Biliary atresia is a disease that affects the bile ducts, or the channels that carry bile from the liver to the intestine. It occurs already in the neonatal age and causes the reflux of bile into the liver, causing cirrhosis and yellowing of the skin. The fibrous tissue in the ducts blocks the bile flowing into the liver, further damaging the organ. The disease affects about one in 20,000 newborns, especially girls. Although the causes are genetic, it is not a hereditary disease except in very rare cases. Usually the atresia occurs between the second and sixth week of life.
The newborn has yellow skin, an enlarged liver and a swollen abdomen. The urine is dark and the stools are clear. All these symptoms are also present in other liver diseases, which makes the diagnosis more laborious. Before talking about atresia it is necessary to perform laboratory tests that exclude other pathologies. At this point ultrasounds are used to measure the size of the bile ducts. For the moment, the only treatment for biliary atresia is surgery.

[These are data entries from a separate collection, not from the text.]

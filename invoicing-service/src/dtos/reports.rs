use chrono::{Datelike, NaiveDate, Utc};
use serde::Deserialize;
use utoipa::IntoParams;

use crate::services::reports::quarter_of;

#[derive(Debug, Default, Deserialize, IntoParams)]
pub struct DateRangeQuery {
    pub from: Option<NaiveDate>,
    pub to: Option<NaiveDate>,
}

#[derive(Debug, Default, Deserialize, IntoParams)]
pub struct QuarterQuery {
    pub year: Option<i32>,
    /// 1-4, defaults to the current quarter.
    pub quarter: Option<u32>,
}

impl QuarterQuery {
    pub fn resolve(&self) -> (i32, u32) {
        let today = Utc::now().date_naive();
        (
            self.year.unwrap_or_else(|| today.year()),
            self.quarter.unwrap_or_else(|| quarter_of(today)),
        )
    }
}

#[derive(Debug, Default, Deserialize, IntoParams)]
pub struct ActivityQuery {
    /// Defaults to 10, at most 100.
    pub limit: Option<i64>,
}

impl ActivityQuery {
    pub const DEFAULT_LIMIT: i64 = 10;
    pub const MAX_LIMIT: i64 = 100;

    pub fn limit(&self) -> i64 {
        self.limit
            .unwrap_or(Self::DEFAULT_LIMIT)
            .clamp(1, Self::MAX_LIMIT)
    }
}
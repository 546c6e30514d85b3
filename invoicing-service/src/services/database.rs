//! PostgreSQL store for invoicing-service.

use async_trait::async_trait;
use chrono::{DateTime, NaiveDate, Utc};
use service_core::error::AppError;
use sqlx::postgres::{PgPool, PgPoolOptions};
use sqlx::{Postgres, Transaction};
use std::time::Duration;
use tracing::{info, instrument, warn};
use uuid::Uuid;

use super::store::InvoicingStore;
use crate::domain::{
    calculate_invoice_totals, ensure_editable, format_invoice_number, InvoiceError,
    SubscriptionPlan,
};
use crate::models::{
    ActivityLog, Client, ClientRemoval, Company, CreateClient, CreateInvoice, CreateProduct,
    CreateUser, Invoice, InvoiceStatus, LineItem, ListClientsFilter, ListInvoicesFilter,
    ListProductsFilter, NewActivity, NewLineItem, Product, StatusChange, UpdateClient,
    UpdateCompany, UpdateInvoice, UpdateLineItem, UpdateProduct, UpdateProfile, User,
};
use crate::services::metrics::DB_QUERY_DURATION;

const USER_COLUMNS: &str = "user_id, email, password_hash, first_name, last_name, phone, \
    is_active, is_verified, verification_token, reset_token, reset_token_expires_utc, \
    last_login_utc, created_utc, updated_utc";

const COMPANY_COLUMNS: &str = "company_id, user_id, name, legal_name, company_code, vat_code, \
    registration_address, business_address, city, postal_code, country, email, phone, website, \
    bank_name, bank_account, bank_swift, primary_color, invoice_prefix, next_invoice_number, \
    invoice_notes, payment_terms, subscription_plan, created_utc, updated_utc";

const CLIENT_COLUMNS: &str = "client_id, company_id, name, legal_name, client_type, company_code, \
    vat_code, contact_person, email, phone, address, city, postal_code, country, notes, \
    is_active, created_utc, updated_utc";

const PRODUCT_COLUMNS: &str = "product_id, company_id, name, description, sku, product_type, \
    unit_price, unit, tax_rate, is_active, created_utc, updated_utc";

const INVOICE_COLUMNS: &str = "invoice_id, company_id, user_id, client_id, invoice_number, \
    invoice_date, due_date, status, subtotal, tax_amount, total, notes, internal_notes, \
    payment_reference, paid_date, paid_amount, sent_utc, created_utc, updated_utc";

const LINE_ITEM_COLUMNS: &str = "line_item_id, invoice_id, company_id, product_id, description, \
    quantity, unit, unit_price, tax_rate, line_total, line_tax, position, created_utc";

const ACTIVITY_COLUMNS: &str =
    "activity_id, user_id, action, entity_type, entity_id, details, ip_address, created_utc";

/// Map a sqlx failure to `AppError::DatabaseError` with context.
fn failed(action: &'static str) -> impl Fn(sqlx::Error) -> AppError {
    move |e| AppError::DatabaseError(anyhow::anyhow!("Failed to {}: {}", action, e))
}

fn like_pattern(search: &Option<String>) -> Option<String> {
    search
        .as_deref()
        .map(str::trim)
        .filter(|s| !s.is_empty())
        .map(|s| format!("%{}%", s))
}

/// Database connection pool wrapper.
#[derive(Clone)]
pub struct Database {
    pool: PgPool,
}
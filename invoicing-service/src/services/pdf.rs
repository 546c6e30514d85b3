//! Invoice PDF rendering (A4, built-in Helvetica).

use printpdf::{
    BuiltinFont, IndirectFontRef, Line, Mm, PdfDocument, PdfDocumentReference, PdfLayerReference,
    Point,
};
use rust_decimal::Decimal;
use service_core::error::AppError;
use std::io::BufWriter;
use std::time::Instant;
use thiserror::Error;

use crate::models::{Client, Company, Invoice, LineItem};
use crate::services::metrics::PDF_RENDER_DURATION;

const PAGE_WIDTH: f32 = 210.0;
const PAGE_HEIGHT: f32 = 297.0;
const LEFT: f32 = 15.0;
const RIGHT: f32 = 195.0;
const TOP: f32 = 282.0;
const BOTTOM: f32 = 25.0;
const ROW_HEIGHT: f32 = 6.0;

const X_DESCRIPTION: f32 = LEFT;
const X_QUANTITY: f32 = 105.0;
const X_UNIT_PRICE: f32 = 128.0;
const X_TAX_RATE: f32 = 153.0;
const X_LINE_TOTAL: f32 = 170.0;

/// Longest description printed on one row.
const DESCRIPTION_CHARS: usize = 48;

#[derive(Debug, Error)]
pub enum PdfError {
    #[error("PDF rendering failed: {0}")]
    Render(String),
}

impl From<PdfError> for AppError {
    fn from(err: PdfError) -> Self {
        AppError::InternalError(anyhow::anyhow!(err))
    }
}

/// Everything printed on an invoice.
pub struct InvoiceDocument<'a> {
    pub company: &'a Company,
    pub client: &'a Client,
    pub invoice: &'a Invoice,
    pub items: &'a [LineItem],
}

struct Canvas {
    doc: PdfDocumentReference,
    layer: PdfLayerReference,
    font: IndirectFontRef,
    bold: IndirectFontRef,
    y: f32,
    pages: usize,
}

impl Canvas {
    fn new(title: &str) -> Result<Self, PdfError> {
        let (doc, page, layer) = PdfDocument::new(title, Mm(PAGE_WIDTH), Mm(PAGE_HEIGHT), "Layer 1");
        let layer = doc.get_page(page).get_layer(layer);
        let font = doc
            .add_builtin_font(BuiltinFont::Helvetica)
            .map_err(|e| PdfError::Render(e.to_string()))?;
        let bold = doc
            .add_builtin_font(BuiltinFont::HelveticaBold)
            .map_err(|e| PdfError::Render(e.to_string()))?;
        Ok(Self {
            doc,
            layer,
            font,
            bold,
            y: TOP,
            pages: 1,
        })
    }

    fn text(&self, text: &str, size: f32, x: f32) {
        self.layer.use_text(text, size, Mm(x), Mm(self.y), &self.font);
    }

    fn bold(&self, text: &str, size: f32, x: f32) {
        self.layer.use_text(text, size, Mm(x), Mm(self.y), &self.bold);
    }

    fn rule(&self) {
        self.layer.add_line(Line {
            points: vec![
                (Point::new(Mm(LEFT), Mm(self.y)), false),
                (Point::new(Mm(RIGHT), Mm(self.y)), false),
            ],
            is_closed: false,
        });
    }

    fn down(&mut self, mm: f32) {
        self.y -= mm;
    }

    /// Start a new page when fewer than `needed` millimetres remain.
    fn ensure_room(&mut self, needed: f32) -> bool {
        if self.y - needed >= BOTTOM {
            return false;
        }
        let (page, layer) = self
            .doc
            .add_page(Mm(PAGE_WIDTH), Mm(PAGE_HEIGHT), format!("Layer {}", self.pages + 1));
        self.layer = self.doc.get_page(page).get_layer(layer);
        self.pages += 1;
        self.y = TOP;
        true
    }

    fn finish(self) -> Result<Vec<u8>, PdfError> {
        let mut writer = BufWriter::new(Vec::<u8>::new());
        self.doc
            .save(&mut writer)
            .map_err(|e| PdfError::Render(e.to_string()))?;
        writer
            .into_inner()
            .map_err(|e| PdfError::Render(e.to_string()))
    }
}

fn money(amount: Decimal) -> String {
    format!("{:.2} EUR", amount)
}

fn truncate(text: &str, max: usize) -> String {
    if text.chars().count() <= max {
        return text.to_string();
    }
    let mut short: String = text.chars().take(max.saturating_sub(3)).collect();
    short.push_str("...");
    short
}

fn party_lines(
    name: &str,
    company_code: &Option<String>,
    vat_code: &Option<String>,
    address: &Option<String>,
    city: &Option<String>,
    postal_code: &Option<String>,
    country: &str,
) -> Vec<String> {
    let mut lines = vec![name.to_string()];
    if let Some(code) = company_code {
        lines.push(format!("Company code: {}", code));
    }
    if let Some(vat) = vat_code {
        lines.push(format!("VAT code: {}", vat));
    }
    if let Some(address) = address {
        lines.push(address.clone());
    }
    let locality = [postal_code.as_deref(), city.as_deref()]
        .into_iter()
        .flatten()
        .collect::<Vec<_>>()
        .join(" ");
    if locality.is_empty() {
        lines.push(country.to_string());
    } else {
        lines.push(format!("{}, {}", locality, country));
    }
    lines
}

fn item_header(canvas: &mut Canvas) {
    canvas.bold("Description", 9.0, X_DESCRIPTION);
    canvas.bold("Qty", 9.0, X_QUANTITY);
    canvas.bold("Price", 9.0, X_UNIT_PRICE);
    canvas.bold("VAT", 9.0, X_TAX_RATE);
    canvas.bold("Amount", 9.0, X_LINE_TOTAL);
    canvas.down(2.5);
    canvas.rule();
    canvas.down(5.0);
}

fn draw(canvas: &mut Canvas, doc: &InvoiceDocument<'_>) {
    let company = doc.company;
    let invoice = doc.invoice;

    // Title block
    canvas.bold(&format!("INVOICE {}", invoice.invoice_number), 16.0, LEFT);
    canvas.down(7.0);
    canvas.text(&format!("Invoice date: {}", invoice.invoice_date), 10.0, LEFT);
    canvas.down(5.0);
    canvas.text(&format!("Due date: {}", invoice.due_date), 10.0, LEFT);
    if let Some(reference) = &invoice.payment_reference {
        canvas.down(5.0);
        canvas.text(&format!("Payment reference: {}", reference), 10.0, LEFT);
    }
    canvas.down(8.0);
    canvas.rule();
    canvas.down(8.0);

    // Seller and buyer side by side
    canvas.bold("Seller", 11.0, LEFT);
    canvas.bold("Buyer", 11.0, 110.0);
    canvas.down(6.0);

    let mut seller = party_lines(
        company.legal_name.as_deref().unwrap_or(&company.name),
        &company.company_code,
        &company.vat_code,
        &company.registration_address,
        &company.city,
        &company.postal_code,
        &company.country,
    );
    if let Some(bank) = &company.bank_name {
        seller.push(format!("Bank: {}", bank));
    }
    if let Some(account) = &company.bank_account {
        seller.push(format!("IBAN: {}", account));
    }
    if let Some(swift) = &company.bank_swift {
        seller.push(format!("SWIFT: {}", swift));
    }

    let client = doc.client;
    let buyer = party_lines(
        client.legal_name.as_deref().unwrap_or(&client.name),
        &client.company_code,
        &client.vat_code,
        &client.address,
        &client.city,
        &client.postal_code,
        &client.country,
    );

    let rows = seller.len().max(buyer.len());
    for row in 0..rows {
        if let Some(line) = seller.get(row) {
            canvas.text(&truncate(line, 50), 9.0, LEFT);
        }
        if let Some(line) = buyer.get(row) {
            canvas.text(&truncate(line, 45), 9.0, 110.0);
        }
        canvas.down(4.5);
    }
    canvas.down(6.0);

    // Items
    item_header(canvas);
    for (index, item) in doc.items.iter().enumerate() {
        if canvas.ensure_room(ROW_HEIGHT) {
            item_header(canvas);
        }
        let description = format!("{}. {}", index + 1, item.description);
        canvas.text(&truncate(&description, DESCRIPTION_CHARS), 9.0, X_DESCRIPTION);
        canvas.text(&format!("{} {}", item.quantity.normalize(), item.unit), 9.0, X_QUANTITY);
        canvas.text(&format!("{:.2}", item.unit_price), 9.0, X_UNIT_PRICE);
        canvas.text(&format!("{}%", item.tax_rate), 9.0, X_TAX_RATE);
        canvas.text(&money(item.line_total), 9.0, X_LINE_TOTAL);
        canvas.down(ROW_HEIGHT);
    }

    // Totals
    canvas.ensure_room(30.0);
    canvas.down(2.0);
    canvas.rule();
    canvas.down(7.0);
    canvas.text("Subtotal:", 10.0, 135.0);
    canvas.text(&money(invoice.subtotal), 10.0, X_LINE_TOTAL);
    canvas.down(6.0);
    canvas.text("VAT:", 10.0, 135.0);
    canvas.text(&money(invoice.tax_amount), 10.0, X_LINE_TOTAL);
    canvas.down(7.0);
    canvas.bold("Total:", 12.0, 135.0);
    canvas.bold(&money(invoice.total), 12.0, X_LINE_TOTAL);
    canvas.down(12.0);

    // Notes
    if let Some(notes) = invoice.notes.as_deref().filter(|n| !n.trim().is_empty()) {
        canvas.ensure_room(12.0);
        canvas.bold("Notes", 10.0, LEFT);
        canvas.down(5.5);
        for line in notes.lines() {
            canvas.ensure_room(5.0);
            canvas.text(&truncate(line, 95), 9.0, LEFT);
            canvas.down(5.0);
        }
    }
}

/// Render the invoice to PDF bytes.
pub fn render_invoice_pdf(doc: &InvoiceDocument<'_>) -> Result<Vec<u8>, PdfError> {
    let started = Instant::now();

    let result = Canvas::new(&format!("Invoice {}", doc.invoice.invoice_number)).and_then(|mut canvas| {
        draw(&mut canvas, doc);
        canvas.finish()
    });

    let outcome = if result.is_ok() { "success" } else { "error" };
    PDF_RENDER_DURATION
        .with_label_values(&[outcome])
        .observe(started.elapsed().as_secs_f64());

    result
}
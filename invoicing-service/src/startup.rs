//! Application startup and lifecycle management.

use axum::Router;
use service_core::error::AppError;
use std::net::SocketAddr;
use std::sync::Arc;
use tokio::net::TcpListener;

use crate::config::InvoicingConfig;
use crate::services::{
    init_metrics, Database, EmailProvider, InvoicingStore, SmtpEmailProvider,
};
use crate::{build_router, AppState};

/// Application container for managing server lifecycle.
pub struct Application {
    http_port: u16,
    http_listener: TcpListener,
    state: AppState,
}

impl Application {
    /// Connect to PostgreSQL, run migrations and bind the HTTP listener.
    pub async fn build(config: InvoicingConfig) -> Result<Self, AppError> {
        let db = Database::new(
            &config.database.url,
            config.database.max_connections,
            config.database.min_connections,
        )
        .await
        .map_err(|e| {
            tracing::error!(error = %e, "Failed to connect to PostgreSQL");
            e
        })?;

        db.run_migrations().await.map_err(|e| {
            tracing::error!(error = %e, "Failed to run migrations");
            e
        })?;

        let email = SmtpEmailProvider::new(config.smtp.clone()).map_err(|e| {
            tracing::error!(error = %e, "Failed to configure SMTP transport");
            AppError::from(e)
        })?;

        Self::build_with_store(config, Arc::new(db), Arc::new(email)).await
    }

    /// Bind the HTTP listener over an already constructed store and mail transport.
    pub async fn build_with_store(
        config: InvoicingConfig,
        store: Arc<dyn InvoicingStore>,
        email: Arc<dyn EmailProvider>,
    ) -> Result<Self, AppError> {
        init_metrics();

        let port = config.common.port;
        let state = AppState::new(config, store, email)?;

        let http_addr = SocketAddr::from(([0, 0, 0, 0], port));
        let http_listener = TcpListener::bind(http_addr).await.map_err(|e| {
            tracing::error!(error = %e, addr = %http_addr, "Failed to bind HTTP listener");
            AppError::from(e)
        })?;
        let http_port = http_listener.local_addr()?.port();

        tracing::info!(http_port = http_port, "Invoicing service listener bound");

        Ok(Self {
            http_port,
            http_listener,
            state,
        })
    }

    /// Get the HTTP port the server is listening on.
    pub fn http_port(&self) -> u16 {
        self.http_port
    }

    pub fn router(&self) -> Router {
        build_router(self.state.clone())
    }

    /// Run the application until stopped.
    pub async fn run_until_stopped(self) -> std::io::Result<()> {
        let router = self.router();

        tracing::info!(
            service = %self.state.config.service_name,
            version = env!("CARGO_PKG_VERSION"),
            http_port = self.http_port,
            "Service ready to accept connections"
        );

        axum::serve(self.http_listener, router).await.map_err(|e| {
            tracing::error!(error = %e, "HTTP server error");
            std::io::Error::other(format!("HTTP server error: {}", e))
        })
    }
}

The doctor creates a drainage of bile from the liver, so as to replace the blocked ducts. For this purpose we use a piece of intestine taken from the child himself. If all goes well, the jaundice disappears and the child returns to feel good at least for some time. You can follow a fairly normal diet, with due care. Unfortunately the operation is successful only in 50% of cases.
In the case of reduced bile flow, the child must reduce fat as much as possible. He must also take vitamin supplements, given that one of the tasks of bile is to absorb these substances. Even in the best cases, liver damage tends to continue its course and cause cirrhosis. At this point all that remains is liver transplantation.